Ao longo de 16 anos de operação, o Fundo Amazônia já aprovou projetos que totalizam R$ 5,6 bilhões, dos quais R$ 2,7 bilhões foram efetivamente desembolsados para execução
No primeiro semestre de 2025, segundo balanço apresentado na segunda-feira (16), o Fundo Amazônia atingiu um marco histórico ao aprovar R$ 1,189 bilhão em projetos, consolidando o melhor desempenho de destinação de recursos desde sua criação em 2009. Esse avanço foi impulsionado pela duplicação da captação de recursos, com a adesão de novos doadores e a internalização de R$ 1 bilhão nos últimos dois anos.
Ao longo de 16 anos de operação, o fundo já aprovou projetos que totalizam R$ 5,6 bilhões, dos quais R$ 2,7 bilhões foram efetivamente desembolsados para execução.
O crescimento nas aprovações foi notável a partir de 2023, quando o fundo destinou R$ 584 milhões em novos projetos. Em 2024, esse valor aumentou para R$ 947 milhões, refletindo o fortalecimento institucional e a ampliação dos investimentos em ações de preservação ambiental e desenvolvimento sustentável na Amazônia.

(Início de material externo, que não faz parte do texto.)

//! Tree-building and slot-resolution engine
//!
//! The engine turns an imperative trace of directive calls into a node tree
//! ([`builder`]), resolves slot overrides while the tree is built
//! ([`node`]), and drives one render end to end ([`context`]).

pub mod builder;
pub mod context;
pub mod node;

pub use builder::NodeTreeBuilder;
pub use context::{ComponentHandle, RenderContext, RepeatSlots, SlotHandle, UseSlotHandle};
pub use node::{DefaultSlotPromotion, NodeArena, NodeId, NodeKind, NodeTag, DEFAULT_SLOT};
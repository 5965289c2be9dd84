//! HTML escaping of dynamic values

use std::borrow::Cow;

use crate::value::Value;

/// Escapes a string for safe interpolation into HTML content
pub fn html_str(input: &str) -> Cow<'_, str> {
    html_escape::encode_safe(input)
}

/// Escapes a value's text form; non-scalar values produce nothing
pub fn html(value: &Value) -> String {
    if !value.is_scalar() {
        return String::new();
    }
    html_str(&value.to_string()).into_owned()
}

#[cfg(test)]
mod tests {
    use super::*;

    #[test]
    fn test_escapes_markup_characters() {
        assert_eq!(
            html_str(r#"<a href="x">'&'</a>"#),
            "&lt;a href=&quot;x&quot;&gt;&#x27;&amp;&#x27;&lt;&#x2F;a&gt;"
        );
    }

    #[test]
    fn test_plain_text_passes_through() {
        assert_eq!(html_str("plain text"), "plain text");
    }

    #[test]
    fn test_scalar_values_escape() {
        assert_eq!(html(&Value::from("<b>")), "&lt;b&gt;");
        assert_eq!(html(&Value::from(12)), "12");
        assert_eq!(html(&Value::from(false)), "false");
    }

    #[test]
    fn test_non_scalar_values_are_empty() {
        assert_eq!(html(&Value::Null), "");
        assert_eq!(html(&Value::List(vec![Value::from(1)])), "");
    }
}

Atualmente, o Fundo Amazônia já contabiliza 133 iniciativas financiadas, destacando-se como um dos principais instrumentos de apoio à conservação e ao combate ao desmatamento na região. Gerida pelo Banco Nacional de Desenvolvimento Econômico e Social (BNDES) e coordenada pelo Ministério do Meio Ambiente e Mudança do Clima (MMA), a ferramenta foi criada para financiar a conservação, monitoramento e desenvolvimento sustentável do bioma.
“Quando o dinheiro vai para as comunidades e não é reembolsado, a gente diz que é um dinheiro a fundo perdido, mas esse é um recurso a fundo ganho. É o ganho social, ambiental, econômico, científico, tecnológico, cultural e o ganho da parceria, da solidariedade”, pontua a ministra do Meio Ambiente e Mudança do Clima, Marina Silva.
Além da ampliação no número de projetos e no volume de recursos destinados, o balanço divulgado na segunda-feira (16) destacou a capilaridade das iniciativas aprovadas pelo Fundo Amazônia. Os projetos alcançam diversas regiões do bioma e beneficiam comunidades quilombolas, organizações indígenas, extrativistas e agricultores familiares.
Entre os exemplos apresentados está o projeto “Amazônia na Escola”, que tem como objetivo integrar a produção sustentável da agricultura familiar ao currículo da rede pública de educação, promovendo a conexão entre desenvolvimento local e formação educacional. Outro destaque foi o projeto “Dabucury – Gestão Territorial e Ambiental na Amazônia Indígena”, que já contempla 28 instituições em nove estados da Amazônia Legal, fortalecendo a governança e a gestão ambiental dos territórios indígenas.